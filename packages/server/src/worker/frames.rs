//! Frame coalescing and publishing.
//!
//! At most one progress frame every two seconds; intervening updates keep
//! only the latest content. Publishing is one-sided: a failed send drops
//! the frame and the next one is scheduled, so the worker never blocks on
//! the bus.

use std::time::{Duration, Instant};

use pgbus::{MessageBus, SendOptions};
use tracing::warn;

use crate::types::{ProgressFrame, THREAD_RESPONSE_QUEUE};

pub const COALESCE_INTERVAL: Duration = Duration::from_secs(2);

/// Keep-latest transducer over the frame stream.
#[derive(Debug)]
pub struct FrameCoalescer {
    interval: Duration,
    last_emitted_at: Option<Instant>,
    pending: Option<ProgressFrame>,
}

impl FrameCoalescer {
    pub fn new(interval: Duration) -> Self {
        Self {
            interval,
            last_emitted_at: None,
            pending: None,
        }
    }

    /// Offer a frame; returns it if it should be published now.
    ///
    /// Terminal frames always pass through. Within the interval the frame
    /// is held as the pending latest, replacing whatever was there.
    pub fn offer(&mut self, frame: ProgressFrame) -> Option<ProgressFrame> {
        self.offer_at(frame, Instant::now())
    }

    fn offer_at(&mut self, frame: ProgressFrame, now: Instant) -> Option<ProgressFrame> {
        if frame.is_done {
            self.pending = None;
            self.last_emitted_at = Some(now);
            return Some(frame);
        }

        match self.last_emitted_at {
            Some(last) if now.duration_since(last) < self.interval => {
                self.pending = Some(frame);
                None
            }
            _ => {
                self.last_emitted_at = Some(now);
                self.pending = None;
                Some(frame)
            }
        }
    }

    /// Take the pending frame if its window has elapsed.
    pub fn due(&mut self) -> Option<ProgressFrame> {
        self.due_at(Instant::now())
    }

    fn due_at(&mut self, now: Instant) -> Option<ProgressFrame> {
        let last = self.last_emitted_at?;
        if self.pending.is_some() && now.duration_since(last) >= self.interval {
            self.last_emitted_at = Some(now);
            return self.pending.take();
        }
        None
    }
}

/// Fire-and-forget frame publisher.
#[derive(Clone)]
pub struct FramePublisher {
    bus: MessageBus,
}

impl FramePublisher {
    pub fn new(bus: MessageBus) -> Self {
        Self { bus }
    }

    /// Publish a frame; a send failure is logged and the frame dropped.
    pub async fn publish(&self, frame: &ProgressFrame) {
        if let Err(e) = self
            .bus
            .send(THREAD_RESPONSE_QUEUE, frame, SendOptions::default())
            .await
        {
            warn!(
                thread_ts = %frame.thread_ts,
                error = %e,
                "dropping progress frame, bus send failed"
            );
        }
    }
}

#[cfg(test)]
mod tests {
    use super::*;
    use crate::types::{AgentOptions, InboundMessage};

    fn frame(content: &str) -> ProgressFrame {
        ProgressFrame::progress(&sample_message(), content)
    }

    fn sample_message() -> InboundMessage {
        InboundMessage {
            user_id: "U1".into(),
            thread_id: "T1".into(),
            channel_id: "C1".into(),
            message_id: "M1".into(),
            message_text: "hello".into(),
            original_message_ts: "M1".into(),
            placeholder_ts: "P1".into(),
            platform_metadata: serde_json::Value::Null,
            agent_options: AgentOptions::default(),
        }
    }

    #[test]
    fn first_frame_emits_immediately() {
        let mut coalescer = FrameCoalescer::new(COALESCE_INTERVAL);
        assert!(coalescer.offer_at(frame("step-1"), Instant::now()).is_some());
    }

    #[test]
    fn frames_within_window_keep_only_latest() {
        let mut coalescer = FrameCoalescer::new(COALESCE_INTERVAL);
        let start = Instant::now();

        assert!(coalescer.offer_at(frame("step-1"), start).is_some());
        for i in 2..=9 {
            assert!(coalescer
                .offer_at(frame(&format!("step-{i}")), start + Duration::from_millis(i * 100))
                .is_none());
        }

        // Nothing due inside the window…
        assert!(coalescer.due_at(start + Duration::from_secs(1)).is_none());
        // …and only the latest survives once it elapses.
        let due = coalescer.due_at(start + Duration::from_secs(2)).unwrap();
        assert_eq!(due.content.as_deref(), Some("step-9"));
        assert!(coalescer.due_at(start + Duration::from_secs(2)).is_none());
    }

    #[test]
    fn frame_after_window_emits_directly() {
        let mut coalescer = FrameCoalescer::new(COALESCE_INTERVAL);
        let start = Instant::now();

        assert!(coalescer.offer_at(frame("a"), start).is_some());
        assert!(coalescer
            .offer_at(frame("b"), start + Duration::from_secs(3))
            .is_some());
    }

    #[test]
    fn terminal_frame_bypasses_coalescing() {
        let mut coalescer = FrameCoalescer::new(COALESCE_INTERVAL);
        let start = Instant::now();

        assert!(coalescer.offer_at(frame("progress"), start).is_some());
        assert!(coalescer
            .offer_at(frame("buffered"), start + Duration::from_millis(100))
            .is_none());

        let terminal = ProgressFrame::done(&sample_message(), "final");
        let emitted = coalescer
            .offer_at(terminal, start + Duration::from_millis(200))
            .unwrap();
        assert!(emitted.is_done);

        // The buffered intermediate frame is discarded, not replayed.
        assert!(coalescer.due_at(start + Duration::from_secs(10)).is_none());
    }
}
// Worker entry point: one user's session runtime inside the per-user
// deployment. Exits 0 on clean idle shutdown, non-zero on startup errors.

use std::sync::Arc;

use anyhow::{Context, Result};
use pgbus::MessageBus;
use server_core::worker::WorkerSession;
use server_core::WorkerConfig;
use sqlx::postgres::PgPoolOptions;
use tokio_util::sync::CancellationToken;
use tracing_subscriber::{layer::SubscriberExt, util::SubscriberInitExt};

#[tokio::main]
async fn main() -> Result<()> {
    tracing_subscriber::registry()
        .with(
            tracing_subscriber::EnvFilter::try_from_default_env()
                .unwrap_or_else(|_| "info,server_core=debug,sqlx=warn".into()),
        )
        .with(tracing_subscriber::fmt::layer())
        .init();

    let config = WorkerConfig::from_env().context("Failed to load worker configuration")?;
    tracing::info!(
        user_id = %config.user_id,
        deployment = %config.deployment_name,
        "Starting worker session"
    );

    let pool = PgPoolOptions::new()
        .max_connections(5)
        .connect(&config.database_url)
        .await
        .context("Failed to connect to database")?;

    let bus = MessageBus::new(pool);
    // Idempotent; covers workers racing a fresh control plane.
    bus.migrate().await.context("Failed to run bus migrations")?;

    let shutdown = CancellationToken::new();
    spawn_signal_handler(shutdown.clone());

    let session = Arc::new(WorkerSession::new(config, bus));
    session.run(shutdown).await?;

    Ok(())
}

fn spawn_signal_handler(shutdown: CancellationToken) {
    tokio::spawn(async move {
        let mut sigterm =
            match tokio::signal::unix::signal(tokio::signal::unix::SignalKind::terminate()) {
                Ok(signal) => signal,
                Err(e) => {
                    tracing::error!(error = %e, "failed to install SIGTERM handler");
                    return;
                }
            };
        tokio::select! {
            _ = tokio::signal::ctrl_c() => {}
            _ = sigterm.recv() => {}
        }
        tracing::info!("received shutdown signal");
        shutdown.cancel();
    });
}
= = = = =
• TRY IT
All entries must come back exactly as they were written.

• THE ANSWER
filename packages/server/src/worker/frames.rs
//! Frame coalescing and publishing.
//!
//! At most one progress frame every two seconds; intervening updates keep
//! only the latest content. Publishing is one-sided: a failed send drops
//! the frame and the next one is scheduled, so the worker never blocks on
//! the bus.

use std::time::{Duration, Instant};

use pgbus::{MessageBus, SendOptions};
use tracing::warn;

use crate::types::{ProgressFrame, THREAD_RESPONSE_QUEUE};

pub const COALESCE_INTERVAL: Duration = Duration::from_secs(2);

/// Keep-latest transducer over the frame stream.
#[derive(Debug)]
pub struct FrameCoalescer {
    interval: Duration,
    last_emitted_at: Option<Instant>,
    pending: Option<ProgressFrame>,
}

impl FrameCoalescer {
    pub fn new(interval: Duration) -> Self {
        Self {
            interval,
            last_emitted_at: None,
            pending: None,
        }
    }

    /// Offer a frame; returns it if it should be published now.
    ///
    /// Terminal frames always pass through. Within the interval the frame
    /// is held as the pending latest, replacing whatever was there.
    pub fn offer(&mut self, frame: ProgressFrame) -> Option<ProgressFrame> {
        self.offer_at(frame, Instant::now())
    }

    fn offer_at(&mut self, frame: ProgressFrame, now: Instant) -> Option<ProgressFrame> {
        if frame.is_done {
            self.pending = None;
            self.last_emitted_at = Some(now);
            return Some(frame);
        }

        match self.last_emitted_at {
            Some(last) if now.duration_since(last) < self.interval => {
                self.pending = Some(frame);
                None
            }
            _ => {
                self.last_emitted_at = Some(now);
                self.pending = None;
                Some(frame)
            }
        }
    }

    /// Take the pending frame if its window has elapsed.
    pub fn due(&mut self) -> Option<ProgressFrame> {
        self.due_at(Instant::now())
    }

    fn due_at(&mut self, now: Instant) -> Option<ProgressFrame> {
        let last = self.last_emitted_at?;
        if self.pending.is_some() && now.duration_since(last) >= self.interval {
            self.last_emitted_at = Some(now);
            return self.pending.take();
        }
        None
    }
}

/// Fire-and-forget frame publisher.
#[derive(Clone)]
pub struct FramePublisher {
    bus: MessageBus,
}

impl FramePublisher {
    pub fn new(bus: MessageBus) -> Self {
        Self { bus }
    }

    /// Publish a frame; a send failure is logged and the frame dropped.
    pub async fn publish(&self, frame: &ProgressFrame) {
        if let Err(e) = self
            .bus
            .send(THREAD_RESPONSE_QUEUE, frame, SendOptions::default())
            .await
        {
            warn!(
                thread_ts = %frame.thread_ts,
                error = %e,
                "dropping progress frame, bus send failed"
            );
        }
    }
}

#[cfg(test)]
mod tests {
    use super::*;
    use crate::types::{AgentOptions, InboundMessage};

    fn frame(content: &str) -> ProgressFrame {
        ProgressFrame::progress(&sample_message(), content)
    }

    fn sample_message() -> InboundMessage {
        InboundMessage {
            user_id: "U1".into(),
            thread_id: "T1".into(),
            channel_id: "C1".into(),
            message_id: "M1".into(),
            message_text: "hello".into(),
            original_message_ts: "M1".into(),
            placeholder_ts: "P1".into(),
            platform_metadata: serde_json::Value::Null,
            agent_options: AgentOptions::default(),
        }
    }

    #[test]
    fn first_frame_emits_immediately() {
        let mut coalescer = FrameCoalescer::new(COALESCE_INTERVAL);
        assert!(coalescer.offer_at(frame("step-1"), Instant::now()).is_some());
    }

    #[test]
    fn frames_within_window_keep_only_latest() {
        let mut coalescer = FrameCoalescer::new(COALESCE_INTERVAL);
        let start = Instant::now();

        assert!(coalescer.offer_at(frame("step-1"), start).is_some());
        for i in 2..=9 {
            assert!(coalescer
                .offer_at(frame(&format!("step-{i}")), start + Duration::from_millis(i * 100))
                .is_none());
        }

        // Nothing due inside the window…
        assert!(coalescer.due_at(start + Duration::from_secs(1)).is_none());
        // …and only the latest survives once it elapses.
        let due = coalescer.due_at(start + Duration::from_secs(2)).unwrap();
        assert_eq!(due.content.as_deref(), Some("step-9"));
        assert!(coalescer.due_at(start + Duration::from_secs(2)).is_none());
    }

    #[test]
    fn frame_after_window_emits_directly() {
        let mut coalescer = FrameCoalescer::new(COALESCE_INTERVAL);
        let start = Instant::now();

        assert!(coalescer.offer_at(frame("a"), start).is_some());
        assert!(coalescer
            .offer_at(frame("b"), start + Duration::from_secs(3))
            .is_some());
    }

    #[test]
    fn terminal_frame_bypasses_coalescing() {
        let mut coalescer = FrameCoalescer::new(COALESCE_INTERVAL);
        let start = Instant::now();

        assert!(coalescer.offer_at(frame("progress"), start).is_some());
        assert!(coalescer
            .offer_at(frame("buffered"), start + Duration::from_millis(100))
            .is_none());

        let terminal = ProgressFrame::done(&sample_message(), "final");
        let emitted = coalescer
            .offer_at(terminal, start + Duration::from_millis(200))
            .unwrap();
        assert!(emitted.is_done);

        // The buffered intermediate frame is discarded, not replayed.
        assert!(coalescer.due_at(start + Duration::from_secs(10)).is_none());
    }
}
// Worker entry point: one user's session runtime inside the per-user
// deployment. Exits 0 on clean idle shutdown, non-zero on startup errors.

use std::sync::Arc;

use anyhow::{Context, Result};
use pgbus::MessageBus;
use server_core::worker::WorkerSession;
use server_core::WorkerConfig;
use sqlx::postgres::PgPoolOptions;
use tokio_util::sync::CancellationToken;
use tracing_subscriber::{layer::SubscriberExt, util::SubscriberInitExt};

#[tokio::main]
async fn main() -> Result<()> {
    tracing_subscriber::registry()
        .with(
            tracing_subscriber::EnvFilter::try_from_default_env()
                .unwrap_or_else(|_| "info,server_core=debug,sqlx=warn".into()),
        )
        .with(tracing_subscriber::fmt::layer())
        .init();

    let config = WorkerConfig::from_env().context("Failed to load worker configuration")?;
    tracing::info!(
        user_id = %config.user_id,
        deployment = %config.deployment_name,
        "Starting worker session"
    );

    let pool = PgPoolOptions::new()
        .max_connections(5)
        .connect(&config.database_url)
        .await
        .context("Failed to connect to database")?;

    let bus = MessageBus::new(pool);
    // Idempotent; covers workers racing a fresh control plane.
    bus.migrate().await.context("Failed to run bus migrations")?;

    let shutdown = CancellationToken::new();
    spawn_signal_handler(shutdown.clone());

    let session = Arc::new(WorkerSession::new(config, bus));
    session.run(shutdown).await?;

    Ok(())
}

fn spawn_signal_handler(shutdown: CancellationToken) {
    tokio::spawn(async move {
        let mut sigterm =
            match tokio::signal::unix::signal(tokio::signal::unix::SignalKind::terminate()) {
                Ok(signal) => signal,
                Err(e) => {
                    tracing::error!(error = %e, "failed to install SIGTERM handler");
                    return;
                }
            };
        tokio::select! {
            _ = tokio::signal::ctrl_c() => {}
            _ = sigterm.recv() => {}
        }
        tracing::info!("received shutdown signal");
        shutdown.cancel();
    });
}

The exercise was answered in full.